Bad Air or Germ Invasion?

 This post first appeared on the blog for the Centre for Privacy Studies: https://privacy.hypotheses.org/921


Good health is the most basic condition for a person to live a thriving life and—as we have been witnessing for the last few weeks with the COVID-19 pandemic—countries desperately need their people to be healthy, too. Otherwise, society goes bonkers. Hence, the importance of public health measures to control and prevent the spread of disease.

Le bonheur, et souverain bien de la vie consiste plus en la bonne santé qu'en tous les biens du Monde, puis qu'elle l'entretien et prolonge, et que sans icelle elle est déplaisante. (Andre le Gros, 1625)

[Happiness, chief wellbeing of life, consists more in having good health than in having all goods of the world, since health maintains and prolongs life, and without health, life is unpleasant.]

Last week, Anni discussed public health measures imposed during times of pandemic, which—though necessary for the greater good—can have detrimental implications for people’s right to live free from interference from the state. She shrewdly compared a 1563 English Plague Order with current measures affecting us right now in 2020 because of COVID-19.

But in addition to imposing rules of quarantine, isolation, and other behaviors, early modern authorities, just like our authorities today, also tried to prevent the spread of disease via less draconian measures, especially by giving advice on how to contain the problem. I am curious to know how advice on prevention worked during the long winded Second Plague Pandemic compared to what we get today from our public health officials.

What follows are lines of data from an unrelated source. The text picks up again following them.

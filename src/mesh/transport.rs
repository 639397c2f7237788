//! Mesh transport abstraction
//!
//! The transport is a process-wide handle with an explicit powered-on
//! lifecycle, injected into channels rather than reached for as a
//! singleton. It offers group-scoped publish/subscribe with at-most-effort
//! multi-hop delivery: no ordering, no acknowledgment, possible
//! duplication. Readiness is signaled out-of-band through
//! [`MeshTransport::on_ready`].

use bytes::Bytes;

use crate::error::MeshError;
use crate::mesh::group::MeshGroup;

/// Handler invoked once per packet observed for a subscribed group, on
/// the transport's delivery thread. Must not block.
pub type PacketHandler = Box<dyn Fn(Bytes) + Send + Sync>;

/// Readiness notification callback
pub type ReadyCallback = Box<dyn FnOnce() + Send>;

/// Group-scoped publish/subscribe over a multi-hop mesh.
pub trait MeshTransport: Send + Sync {
    /// Whether the transport is powered on and moving traffic.
    fn is_ready(&self) -> bool;

    /// Invoke `callback` once the transport becomes ready; immediately if
    /// it already is.
    fn on_ready(&self, callback: ReadyCallback);

    /// Best-effort, non-blocking enqueue of a packet for propagation to
    /// current group members. Fails with [`MeshError::TransportNotReady`]
    /// before power-on; a full send queue drops the packet silently
    /// rather than blocking the caller.
    fn publish(&self, group: &MeshGroup, packet: Bytes) -> Result<(), MeshError>;

    /// Register `handler` for every packet observed on `group`. Before
    /// power-on the registration is deferred and completed on readiness;
    /// packets observed before then are never delivered. Handlers stay
    /// registered for the transport's lifetime.
    fn subscribe(&self, group: &MeshGroup, handler: PacketHandler);
}
//! Error types for the mesh radio core

use thiserror::Error;

/// Main error type for the crate
#[derive(Error, Debug)]
pub enum Error {
    #[error("Audio error: {0}")]
    Audio(#[from] AudioError),

    #[error("Codec error: {0}")]
    Codec(#[from] CodecError),

    #[error("Mesh error: {0}")]
    Mesh(#[from] MeshError),

    #[error("Configuration error: {0}")]
    Config(String),

    #[error("IO error: {0}")]
    Io(#[from] std::io::Error),
}

/// Audio subsystem errors
#[derive(Error, Debug)]
pub enum AudioError {
    /// No capture/output device is present, or access was denied.
    #[error("Device unavailable: {0}")]
    DeviceUnavailable(String),

    #[error("Failed to open stream: {0}")]
    StreamFailed(String),
}

/// Frame codec errors
#[derive(Error, Debug)]
pub enum CodecError {
    /// Payload is not exactly one serialized frame. The packet must be
    /// dropped, never partially reconstructed.
    #[error("Malformed frame: expected {expected} bytes, got {actual}")]
    MalformedFrame { expected: usize, actual: usize },
}

/// Mesh transport errors
#[derive(Error, Debug)]
pub enum MeshError {
    #[error("Mesh transport is not powered on")]
    TransportNotReady,

    #[error("Mesh transport failure: {0}")]
    TransportFailed(String),
}

/// Result type alias for the crate
pub type Result<T> = std::result::Result<T, Error>;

In a time before the germ theory of disease was accepted, some providers of health care believed that diseases could be passed on by bad, stinky air, which they called miasma. This idea, which already existed in Hippocrates' time, was expanded and popularized by Galen, and it was also what many health practitioners believed in the early modern period. In the absence of a visible cause for the disease, the idea that miasma was what caused it made a lot of sense: proximity to those infected with the plague led healthy people to become sick, so the bad air in the vicinity of sick bodies was the primary suspect, especially given the stench that inevitably hang around places where the disease struck. Notice below in Nicolas Poissin’s painting The Plague of Ashdod how a character on the right side covers his nose.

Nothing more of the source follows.